Here is my virtualhost of server A:

<VirtualHost *:80>
  ServerName hr.example.com
  Redirect / https://hr.example.com

  RewriteEngine on
  RewriteRule ^"/.well-known/acme-challenge\$" "<IP-SERVER B>/.well-known/acme-challenge" [PT]
</VirtualHost>

But this results in requests to http://hr.example.com/.well-known/acme-challenge being redirect to HTTPS indeed. How can I make an exception?

4
  • "Here is my virtualhost of server A" - don't you mean "server B"?
    – MrWhite
    May 31, 2018 at 11:28
  • No, as port 80 is forwarded to server A, I make the redirects to https on this virtualhost.
    – WouterVE
    May 31, 2018 at 11:32
  • It's just that you state "Server B: hr.example.com" and in your code sample you have ServerName hr.example.com?
    – MrWhite
    May 31, 2018 at 12:55
  • Yes but that's the point of this virtualhost on Server A: it must redirect requests to hr.example.com to the correct server (=B) where this site is located hence the ServerName hr.example.com. In the Vhost of server B I have also the same ServerName.
    – WouterVE
    Jun 1, 2018 at 9:43

1 Answer 1

2

The Acme Challenge protocol that the LetsEncrypt bot uses will happily follow redirects. There is no need to reverse proxy the requests to another machine, you can simply redirect those requests there.

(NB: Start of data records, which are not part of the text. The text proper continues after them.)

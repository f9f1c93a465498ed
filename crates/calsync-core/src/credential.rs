//! Per-user OAuth credentials and the incremental sync cursor.

use chrono::{DateTime, Utc};
use serde::{Deserialize, Serialize};

/// OAuth tokens granted for a user's calendar.
///
/// Expiry is not tracked here: an expired access token is discovered when the
/// remote API rejects it.
#[derive(Debug, Clone, PartialEq, Eq, Serialize, Deserialize)]
pub struct Credential {
    /// Short-lived bearer token for API requests.
    pub access_token: String,
    /// Long-lived token used to mint new access tokens. `None` means the user
    /// has to re-authenticate when the access token expires.
    pub refresh_token: Option<String>,
    /// When the tokens were last written.
    pub updated_at: DateTime<Utc>,
}

impl Credential {
    /// Creates a credential as granted by the identity provider.
    pub fn new(access_token: impl Into<String>, refresh_token: Option<String>) -> Self {
        Self {
            access_token: access_token.into(),
            refresh_token,
            updated_at: Utc::now(),
        }
    }

    /// Returns `true` if the credential carries a non-empty access token.
    pub fn is_usable(&self) -> bool {
        !self.access_token.is_empty()
    }

    /// Returns the refresh token, treating an empty string as absent.
    pub fn refresh_token(&self) -> Option<&str> {
        self.refresh_token.as_deref().filter(|t| !t.is_empty())
    }

    /// Replaces the access token after a refresh, keeping the refresh token.
    pub fn with_access_token(mut self, access_token: impl Into<String>) -> Self {
        self.access_token = access_token.into();
        self.updated_at = Utc::now();
        self
    }
}

/// Incremental sync position for one user.
#[derive(Debug, Clone, Default, PartialEq, Eq, Serialize, Deserialize)]
pub struct SyncCursor {
    /// Opaque token from the remote API; `None` means a full resync is needed.
    pub sync_token: Option<String>,
    /// When the last successful sync finished.
    pub last_sync_at: Option<DateTime<Utc>>,
}

impl SyncCursor {
    /// Creates a cursor holding the given token.
    pub fn new(sync_token: Option<String>, last_sync_at: Option<DateTime<Utc>>) -> Self {
        Self {
            sync_token,
            last_sync_at,
        }
    }

    /// Returns `true` if the next fetch has to be a full resync.
    pub fn requires_full_resync(&self) -> bool {
        self.sync_token.as_deref().is_none_or(str::is_empty)
    }

    /// Returns the cursor to persist after a successful sync.
    ///
    /// A sync that produced no new token keeps the previous one.
    pub fn advanced(&self, next_token: Option<String>, at: DateTime<Utc>) -> Self {
        Self {
            sync_token: next_token.or_else(|| self.sync_token.clone()),
            last_sync_at: Some(at),
        }
    }

    /// Returns the cursor with its token discarded.
    pub fn invalidated(&self) -> Self {
        Self {
            sync_token: None,
            last_sync_at: self.last_sync_at,
        }
    }
}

I would first create a specific redirect for the challenge and then redirect everything else to HTTPS:

<VirtualHost *:80>
  ServerName hr.example.com
  Redirect permanent /.well-known/acme-challenge/ http://support.example.com/.well-known/acme-challenge/
  Redirect permanent / https://hr.example.com/
</VirtualHost>

I just tested this set of rules on my server by creating this virtual host and putting hr.example.com into my /etc/hosts file as 127.0.0.1.

# curl -s --head http://hr.example.com/
HTTP/1.1 301 Moved Permanently
Location: https://hr.example.com/

# curl -s --head http://hr.example.com/.well-known/acme-challenge/foo
HTTP/1.1 301 Moved Permanently
Location: http://support.example.com/.well-known/acme-challenge/foo

It is often problematic to mix rewrite rules and redirect directives. It isn't always clear which will be executed first. If you do want to use the proxy method, I would switch your redirect to a rewrite rule that follows the proxy directive. I changed your rewrite rule a bit too. It should be a proxy rule ([P]) not a pass-through rule ([PT]). You also need to proxy every file within that challenge directory, not just the directory itself.

<VirtualHost *:80>
  ServerName hr.example.com    
  RewriteEngine on
  RewriteRule ^/.well-known/acme-challenge/(.*) http://<IP-SERVER B>/.well-known/acme-challenge/$1 [P,L]
  ProxyPassReverse /.well-known/acme-challenge/ http://<IP-SERVER B>/.well-known/acme-challenge/
  RewriteRule /(.*) https://hr.example.com/$1 [R=301,L]      
</VirtualHost>

I blogged about similar problems that I had. A trick that I found helpful but which doesn't appear to exactly match your situation was to create an exception to proxy rules. If you are reverse proxying your entire site but you want to make an exception to handle the acme challenge locally (or allow it to be redirected) you can prevent the proxying of that directory with:

# Don't allow this directory to be reverse proxied
ProxyPass /.well-known/acme-challenge/ !
3
  • Thanks for your input, but all my requests are still redirected to https, even when I add the extra ProxyPass exception. FYI: I'm using apache2.4.18-2ubuntu3.8
    – WouterVE
    May 31, 2018 at 11:16
  • I just tested the first configuration I suggested and it works just fine. I added the results of my testing to my answer. Use that one. May 31, 2018 at 12:43
  • It works with the redirect directives: yesterday I skipped this option and used rewriterule but apparently redirects fit my use case better. I have the same output for curl as your example. Thank you!